*Task objective*
The lines to find are those in the entries that hold the word "PendingTransition"; copy every one of them.

Entries taken from a collection:
"""

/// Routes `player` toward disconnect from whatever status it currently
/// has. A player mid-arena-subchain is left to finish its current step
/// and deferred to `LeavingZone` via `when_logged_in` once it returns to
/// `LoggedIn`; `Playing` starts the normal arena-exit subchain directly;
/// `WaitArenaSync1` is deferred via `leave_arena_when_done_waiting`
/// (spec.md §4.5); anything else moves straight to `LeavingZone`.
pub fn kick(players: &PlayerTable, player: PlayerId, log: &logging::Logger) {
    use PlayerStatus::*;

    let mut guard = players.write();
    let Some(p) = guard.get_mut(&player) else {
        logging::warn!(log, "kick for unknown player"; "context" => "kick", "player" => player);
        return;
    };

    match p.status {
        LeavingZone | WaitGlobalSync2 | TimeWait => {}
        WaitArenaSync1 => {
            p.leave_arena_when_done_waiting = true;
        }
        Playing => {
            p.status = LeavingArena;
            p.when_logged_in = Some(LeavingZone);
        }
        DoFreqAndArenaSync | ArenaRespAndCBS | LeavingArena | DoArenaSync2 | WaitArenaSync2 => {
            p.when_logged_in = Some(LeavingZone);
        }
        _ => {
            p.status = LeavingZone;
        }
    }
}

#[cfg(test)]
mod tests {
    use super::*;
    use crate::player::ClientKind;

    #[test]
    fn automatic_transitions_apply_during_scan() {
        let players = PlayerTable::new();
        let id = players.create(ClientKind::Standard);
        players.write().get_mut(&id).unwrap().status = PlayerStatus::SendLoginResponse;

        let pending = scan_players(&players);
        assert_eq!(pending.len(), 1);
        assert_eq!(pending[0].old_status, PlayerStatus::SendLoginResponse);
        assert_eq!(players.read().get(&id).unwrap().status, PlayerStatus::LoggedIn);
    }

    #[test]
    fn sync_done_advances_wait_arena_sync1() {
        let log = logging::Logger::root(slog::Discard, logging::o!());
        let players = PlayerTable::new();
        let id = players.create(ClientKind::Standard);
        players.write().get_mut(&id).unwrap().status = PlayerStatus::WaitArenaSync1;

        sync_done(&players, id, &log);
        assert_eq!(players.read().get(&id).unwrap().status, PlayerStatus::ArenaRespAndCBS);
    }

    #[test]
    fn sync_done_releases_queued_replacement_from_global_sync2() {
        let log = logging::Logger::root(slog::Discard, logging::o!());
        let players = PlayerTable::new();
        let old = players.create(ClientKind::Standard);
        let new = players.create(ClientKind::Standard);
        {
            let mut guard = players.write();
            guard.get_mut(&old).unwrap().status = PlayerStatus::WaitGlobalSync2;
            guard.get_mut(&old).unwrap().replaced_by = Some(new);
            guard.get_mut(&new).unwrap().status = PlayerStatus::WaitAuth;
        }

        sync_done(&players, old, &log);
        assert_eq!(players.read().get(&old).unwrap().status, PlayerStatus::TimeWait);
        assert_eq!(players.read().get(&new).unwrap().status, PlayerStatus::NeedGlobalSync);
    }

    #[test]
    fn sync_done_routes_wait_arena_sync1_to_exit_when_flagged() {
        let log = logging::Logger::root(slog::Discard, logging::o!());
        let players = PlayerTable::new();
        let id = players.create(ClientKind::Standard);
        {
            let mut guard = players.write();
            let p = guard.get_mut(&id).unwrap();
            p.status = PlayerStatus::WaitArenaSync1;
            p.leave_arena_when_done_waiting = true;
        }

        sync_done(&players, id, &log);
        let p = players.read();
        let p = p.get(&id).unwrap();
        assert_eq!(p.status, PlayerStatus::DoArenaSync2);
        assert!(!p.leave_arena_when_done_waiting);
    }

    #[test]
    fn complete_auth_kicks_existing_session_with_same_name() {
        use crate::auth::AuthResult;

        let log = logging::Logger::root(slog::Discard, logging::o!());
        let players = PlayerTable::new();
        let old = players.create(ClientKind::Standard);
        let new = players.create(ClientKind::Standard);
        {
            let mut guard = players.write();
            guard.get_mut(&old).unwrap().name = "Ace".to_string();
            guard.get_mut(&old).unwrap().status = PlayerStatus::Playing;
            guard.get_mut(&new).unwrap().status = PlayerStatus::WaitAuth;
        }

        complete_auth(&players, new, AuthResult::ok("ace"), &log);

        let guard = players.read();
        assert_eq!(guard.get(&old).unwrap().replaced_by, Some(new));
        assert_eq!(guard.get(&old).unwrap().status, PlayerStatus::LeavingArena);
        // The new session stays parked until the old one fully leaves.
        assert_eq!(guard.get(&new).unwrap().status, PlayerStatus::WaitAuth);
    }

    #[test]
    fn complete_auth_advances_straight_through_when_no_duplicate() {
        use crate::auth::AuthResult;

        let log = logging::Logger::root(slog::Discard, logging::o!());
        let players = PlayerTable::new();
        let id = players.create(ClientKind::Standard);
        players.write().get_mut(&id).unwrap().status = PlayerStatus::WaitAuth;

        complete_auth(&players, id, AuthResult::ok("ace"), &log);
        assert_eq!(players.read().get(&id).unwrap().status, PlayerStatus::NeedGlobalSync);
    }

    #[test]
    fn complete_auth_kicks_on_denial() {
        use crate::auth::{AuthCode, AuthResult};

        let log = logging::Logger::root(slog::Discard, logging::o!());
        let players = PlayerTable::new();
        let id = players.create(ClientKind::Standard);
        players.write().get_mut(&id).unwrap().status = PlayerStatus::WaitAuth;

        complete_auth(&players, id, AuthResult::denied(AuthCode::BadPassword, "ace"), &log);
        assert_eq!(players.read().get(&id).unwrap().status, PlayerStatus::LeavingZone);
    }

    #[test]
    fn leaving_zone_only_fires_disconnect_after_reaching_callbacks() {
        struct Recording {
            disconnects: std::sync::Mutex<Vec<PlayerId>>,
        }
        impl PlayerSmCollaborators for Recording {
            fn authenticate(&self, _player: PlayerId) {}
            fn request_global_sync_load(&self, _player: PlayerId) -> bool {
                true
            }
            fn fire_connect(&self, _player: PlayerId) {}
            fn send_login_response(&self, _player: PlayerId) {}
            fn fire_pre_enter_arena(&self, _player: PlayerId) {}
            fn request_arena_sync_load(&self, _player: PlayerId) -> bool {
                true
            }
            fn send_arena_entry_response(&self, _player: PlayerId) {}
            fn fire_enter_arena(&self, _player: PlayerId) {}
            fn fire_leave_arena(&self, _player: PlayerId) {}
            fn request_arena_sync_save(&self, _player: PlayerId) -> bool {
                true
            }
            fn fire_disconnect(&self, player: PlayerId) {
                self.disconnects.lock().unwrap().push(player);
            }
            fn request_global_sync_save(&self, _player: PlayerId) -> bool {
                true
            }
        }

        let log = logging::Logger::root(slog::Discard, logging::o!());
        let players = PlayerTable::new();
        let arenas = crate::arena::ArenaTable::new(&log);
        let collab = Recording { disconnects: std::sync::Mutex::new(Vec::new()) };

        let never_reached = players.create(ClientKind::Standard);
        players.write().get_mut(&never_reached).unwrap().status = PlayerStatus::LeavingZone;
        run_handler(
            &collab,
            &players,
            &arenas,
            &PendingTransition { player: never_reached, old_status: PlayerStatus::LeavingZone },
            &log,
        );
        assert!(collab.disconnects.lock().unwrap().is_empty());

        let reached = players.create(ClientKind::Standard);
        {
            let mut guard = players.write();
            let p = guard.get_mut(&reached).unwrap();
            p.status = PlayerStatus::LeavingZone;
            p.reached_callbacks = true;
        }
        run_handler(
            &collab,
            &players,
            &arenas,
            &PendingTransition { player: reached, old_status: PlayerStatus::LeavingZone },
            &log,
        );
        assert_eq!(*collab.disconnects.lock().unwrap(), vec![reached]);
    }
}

"""
"""

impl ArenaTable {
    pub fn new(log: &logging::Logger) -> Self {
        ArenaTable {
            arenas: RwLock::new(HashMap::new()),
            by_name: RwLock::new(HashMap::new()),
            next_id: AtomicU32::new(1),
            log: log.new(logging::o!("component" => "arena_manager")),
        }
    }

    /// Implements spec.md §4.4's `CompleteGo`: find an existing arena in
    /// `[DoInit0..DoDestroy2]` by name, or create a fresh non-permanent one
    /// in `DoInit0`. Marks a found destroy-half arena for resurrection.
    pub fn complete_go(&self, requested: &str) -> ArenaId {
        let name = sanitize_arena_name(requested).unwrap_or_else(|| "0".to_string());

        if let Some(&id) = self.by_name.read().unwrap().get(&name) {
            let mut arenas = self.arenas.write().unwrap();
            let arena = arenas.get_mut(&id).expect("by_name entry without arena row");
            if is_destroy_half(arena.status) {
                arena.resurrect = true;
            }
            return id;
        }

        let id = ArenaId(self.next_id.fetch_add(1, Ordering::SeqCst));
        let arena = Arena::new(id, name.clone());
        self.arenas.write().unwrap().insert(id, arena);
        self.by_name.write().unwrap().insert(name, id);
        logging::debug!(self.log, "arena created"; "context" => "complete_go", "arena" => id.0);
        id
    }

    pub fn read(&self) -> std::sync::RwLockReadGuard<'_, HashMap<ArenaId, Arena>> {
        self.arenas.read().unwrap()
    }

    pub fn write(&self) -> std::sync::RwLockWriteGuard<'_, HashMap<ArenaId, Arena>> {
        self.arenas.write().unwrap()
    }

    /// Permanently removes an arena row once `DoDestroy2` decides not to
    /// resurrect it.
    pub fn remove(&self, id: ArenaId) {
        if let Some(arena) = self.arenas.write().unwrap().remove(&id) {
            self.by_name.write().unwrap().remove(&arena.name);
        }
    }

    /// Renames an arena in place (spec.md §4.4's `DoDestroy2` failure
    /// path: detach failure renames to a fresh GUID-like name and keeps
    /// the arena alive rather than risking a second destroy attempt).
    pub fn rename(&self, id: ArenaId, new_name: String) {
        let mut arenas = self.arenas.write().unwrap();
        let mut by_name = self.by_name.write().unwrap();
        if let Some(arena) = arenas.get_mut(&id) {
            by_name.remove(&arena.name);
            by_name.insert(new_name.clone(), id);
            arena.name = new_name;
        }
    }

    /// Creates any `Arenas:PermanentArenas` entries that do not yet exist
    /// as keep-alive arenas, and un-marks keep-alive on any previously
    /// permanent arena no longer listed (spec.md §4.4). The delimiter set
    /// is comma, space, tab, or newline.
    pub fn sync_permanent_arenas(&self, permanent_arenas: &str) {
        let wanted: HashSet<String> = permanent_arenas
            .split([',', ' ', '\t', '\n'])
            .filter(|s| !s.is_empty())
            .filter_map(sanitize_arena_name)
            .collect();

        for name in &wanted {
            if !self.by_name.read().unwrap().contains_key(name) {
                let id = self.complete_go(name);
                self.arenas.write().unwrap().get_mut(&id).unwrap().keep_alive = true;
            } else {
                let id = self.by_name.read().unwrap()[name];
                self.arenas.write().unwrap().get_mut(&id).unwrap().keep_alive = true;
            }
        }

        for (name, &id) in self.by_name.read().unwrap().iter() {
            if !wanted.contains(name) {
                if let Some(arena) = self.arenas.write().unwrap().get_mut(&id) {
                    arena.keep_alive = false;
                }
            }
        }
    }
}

"""

*Answer to this exercise*
            &PendingTransition { player: never_reached, old_status: PlayerStatus::LeavingZone },
            &PendingTransition { player: reached, old_status: PlayerStatus::LeavingZone },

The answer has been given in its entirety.